WELL Health Announces Receipt for Final Short Form Prospectus
THIS NEWS RELEASE IS INTENDED FOR DISTRIBUTION IN CANADA ONLY AND IS NOT INTENDED FOR DISTRIBUTION TO UNITED STATES NEWSWIRE SERVICES OR DISSEMINATION IN THE UNITED STATES.
Vancouver, B.C. October 4, 2019 /CNW/ - WELL Health Technologies Corp. (TSX.V: WELL) (“WELL” or the “Company”), a company focused on consolidating and modernizing clinical and digital assets within the primary healthcare sector, is pleased to announce that, further to its news release dated August 15, 2019, on October 4, 2019, the Company received a receipt (the “Final Receipt”) for its final short form prospectus dated October 4, 2019 (the “Prospectus”). The Prospectus qualifies the distribution of an aggregate of 10,350,000 common shares of the Company (the “Shares”), which are issuable for no additional consideration upon the exercise or deemed exercise of 10,350,000 special warrants (the “Special Warrants”) sold in an underwritten private placement offering completed by the Company on August 15, 2019 (the “Offering”). The Special Warrants were sold at a price of $1.45 per Special Warrant for aggregate gross proceeds of $15,007,500.
Pursuant to a special warrant indenture dated August 15, 2019 between the Company and Computershare Trust Company of Canada, the Special Warrants will be automatically exercised into Shares, without payment of any additional consideration, on the fifth business day after the date on which the Final Receipt is received by the Company. As the Final Receipt was received by the Company on October 4, 2019, the Company expects that the deemed exercise of the Special Warrants will occur on October 11, 2019.
For more information on the Offering, please refer to the Prospectus, as well as the Company’s news release dated August 15, 2019, available on the Company’s profile on SEDAR at www.sedar.com.
This new release does not constitute an offer to sell or a solicitation of an offer to buy any of the securities in the United States. The securities have not been and will not be registered under the United States Securities Act of 1933, as amended (the "U.S. Securities Act"), or any state securities laws and may not be offered or sold within the United States or to or for the account or benefit of a U.S. person (as defined in Regulation S under the U.S. Securities Act) unless registered under the U.S. Securities Act and applicable state securities laws or an exemption from such registration is available.
WELL HEALTH TECHNOLOGIES CORP.
Per: “Hamed Shahbazi”
Chief Executive Officer, Chairman and Director
For further information:
Pardeep S. Sangha
VP Corporate Strategy and Investor Relations
WELL is a unique company that operates Primary Healthcare Facilities as well as a significant EMR or Electronic Medical Records business that supports the digitization of such clinics. WELL’s overarching objective is to empower doctors to provide the best and most advanced care possible leveraging the latest trends in digital health. In the last 12 months, WELL physicians served approximately 600,000 patient visits through its network of 19 medical clinics. WELL is publicly traded on the TSX Venture Exchange under the symbol WELL.V. WELL was recognized as a TSX Venture 50 Company in 2018 and 2019.

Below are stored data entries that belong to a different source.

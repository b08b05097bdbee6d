//! Prometheus metrics for the rider peer process.
//!
//! Exposed on `/metrics` alongside `/healthz`/`/readyz` by [`crate::server`].

#![allow(dead_code)]

use lazy_static::lazy_static;
use prometheus::{register_counter_vec, register_gauge, register_gauge_vec, CounterVec, Gauge, GaugeVec};

lazy_static! {
    pub static ref UP: Gauge = register_gauge!("rider_up", "Whether the rider process is up").unwrap();

    pub static ref OFFERS_SENT: CounterVec = register_counter_vec!(
        "rider_offers_sent_total",
        "Total ride offers emitted, by mode",
        &["mode"]
    )
    .unwrap();

    pub static ref RIDES_COMPLETED: CounterVec = register_counter_vec!(
        "rider_rides_completed_total",
        "Total rides that reached Completed",
        &["payment_path"]
    )
    .unwrap();

    pub static ref RIDES_CANCELLED: CounterVec = register_counter_vec!(
        "rider_rides_cancelled_total",
        "Total rides cancelled, by who cancelled",
        &["by"]
    )
    .unwrap();

    pub static ref PIN_ATTEMPTS: CounterVec = register_counter_vec!(
        "rider_pin_attempts_total",
        "PIN verification attempts, by outcome",
        &["outcome"]
    )
    .unwrap();

    pub static ref SECURITY_ALERTS: CounterVec =
        register_counter_vec!("rider_security_alerts_total", "Security alerts raised, by reason", &["reason"]).unwrap();

    pub static ref ACTIVE_RIDE: GaugeVec =
        register_gauge_vec!("rider_active_ride", "1 if a ride is currently active", &["state"]).unwrap();

    pub static ref DRIVER_BALANCE_SATS: GaugeVec =
        register_gauge_vec!("rider_wallet_balance_sats", "Current wallet balance per mint", &["mint"]).unwrap();
}

pub fn record_offer_sent(mode: &str) {
    OFFERS_SENT.with_label_values(&[mode]).inc();
}

pub fn record_ride_completed(payment_path: &str) {
    RIDES_COMPLETED.with_label_values(&[payment_path]).inc();
}

pub fn record_ride_cancelled(by: &str) {
    RIDES_CANCELLED.with_label_values(&[by]).inc();
}

pub fn record_pin_attempt(outcome: &str) {
    PIN_ATTEMPTS.with_label_values(&[outcome]).inc();
}

pub fn record_security_alert(reason: &str) {
    SECURITY_ALERTS.with_label_values(&[reason]).inc();
}

pub fn set_wallet_balance(mint: &str, sats: u64) {
    DRIVER_BALANCE_SATS.with_label_values(&[mint]).set(sats as f64);
}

This news release may contain “forward-looking statements” within the meaning of applicable Canadian securities laws, including, without limitation, the expectation that the Special Warrants will automatically be exercised on October 11, 2019. Forward-looking statements are necessarily based upon a number of estimates and assumptions that, while considered reasonable by management, are inherently subject to significant business, economic and competitive uncertainties, and contingencies. These statements generally can be identified by the use of forward-looking words such as “may”, “should”, “will”, “could”, “intend”, “estimate”, “plan”, “anticipate”, “expect”, “believe” or “continue”, or the negative thereof or similar variations. Forward-looking statements involve known and unknown risks, uncertainties and other factors that may cause future results, performance or achievements to be materially different from the estimated future results, performance or achievements expressed or implied by those forward-looking statements and the forward-looking statements are not guarantees of future performance. WELL’s statements expressed or implied by these forward-looking statements are subject to a number of risks, uncertainties, and conditions, many of which are outside of WELL 's control, and undue reliance should not be placed on such statements. Forward-looking statements are qualified in their entirety by the inherent risks and uncertainties surrounding the Transaction, including: that WELL’s assumptions in making forward-looking statements may prove to be incorrect; adverse market conditions; risks inherent in the primary healthcare sector in general; that future results may vary from historical results; and that market competition may affect the outcome of the business, results and financial condition of WELL. Except as required by securities law, WELL does not assume any obligation to update or revise any forward-looking statements, whether as a result of new information, events or otherwise.
Neither the TSX Venture Exchange nor its Regulation Services Provider (as that term is defined in policies of the TSX Venture Exchange) accepts responsibility for the adequacy or accuracy of this release.